In Eleventy, data is actually merged from multiple different sources before the template is rendered. The data is merged in what Eleventy calls the Data Cascade.

Sources of Data #

When the data is merged in the Eleventy Data Cascade, the order of priority for sources of data is (from highest priority to lowest):

  1. Computed Data
  2. Front Matter Data in a Template
  3. Front Matter Data in Layouts
  4. Template Data Files
  5. Directory Data Files (and ascending Parent Directories)
  6. Global Data Files

Example #

Filename my-template.md
---
title: This is a Good Blog Post
tags:
- CSS
- HTML
layout: my-layout.njk
---
Filename _includes/my-layout.njk
---
title: This is a Very Good Blog Post
author: Zach
tags:
- JavaScript
---

Note that when my-template.md and my-layout.njk share data with the same object key (title and tags), the “leaf template” my-template.md takes precedence.

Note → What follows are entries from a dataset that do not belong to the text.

//! User-configurable hook scripts.
//!
//! Hooks are opaque commands: `pre_run` gets the literal argument
//! `start`, `post_run` gets `stop`, `recover` gets none. An absent hook
//! is a no-op. Pre/post failures are ignored by the caller; a failing
//! recover hook stops the batch.

use std::path::Path;
use std::process::Stdio;

use tokio::process::Command;
use tracing::{debug, warn};

use crate::config::Hooks;

#[derive(Debug, Clone, Copy, PartialEq, Eq)]
pub enum Hook {
    PreRun,
    PostRun,
    Recover,
}

impl Hook {
    fn name(self) -> &'static str {
        match self {
            Hook::PreRun => "pre_run",
            Hook::PostRun => "post_run",
            Hook::Recover => "recover",
        }
    }

    fn argument(self) -> Option<&'static str> {
        match self {
            Hook::PreRun => Some("start"),
            Hook::PostRun => Some("stop"),
            Hook::Recover => None,
        }
    }
}

/// Runs configured hooks with the run directory as working directory.
#[derive(Debug, Clone, Default)]
pub struct HookRunner {
    hooks: Hooks,
}

impl HookRunner {
    pub fn new(hooks: Hooks) -> Self {
        Self { hooks }
    }

    /// Runs the hook if one is configured. Returns false only when the
    /// hook actually ran and failed (or could not be started).
    pub async fn run(&self, hook: Hook, run_dir: &Path) -> bool {
        let command = match hook {
            Hook::PreRun => &self.hooks.pre_run,
            Hook::PostRun => &self.hooks.post_run,
            Hook::Recover => &self.hooks.recover,
        };
        let Some(command) = command else {
            return true;
        };

        debug!(hook = hook.name(), command = %command.display(), "running hook");
        let mut invocation = Command::new(command);
        if let Some(arg) = hook.argument() {
            invocation.arg(arg);
        }
        match invocation
            .current_dir(run_dir)
            .stdin(Stdio::null())
            .status()
            .await
        {
            Ok(status) if status.success() => true,
            Ok(status) => {
                warn!(hook = hook.name(), code = ?status.code(), "hook failed");
                false
            }
            Err(e) => {
                warn!(hook = hook.name(), error = %e, "hook could not be started");
                false
            }
        }
    }
}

The data cascade results in the following data when my-template.md is rendered:

Syntax JavaScript
{
"title": "This is a Good Blog Post",
"author": "Zach",
"tags": [
"CSS",
"HTML"
],
"layout": "my-layout.njk"
}

By default, Eleventy does a simple top level merge (Object.assign) from the different data sources. It doesn’t dive any deeper to merge Object literals or Arrays in the data. If you’d like Eleventy to perform deeper data merging, you need to enable the Data Deep Merge option.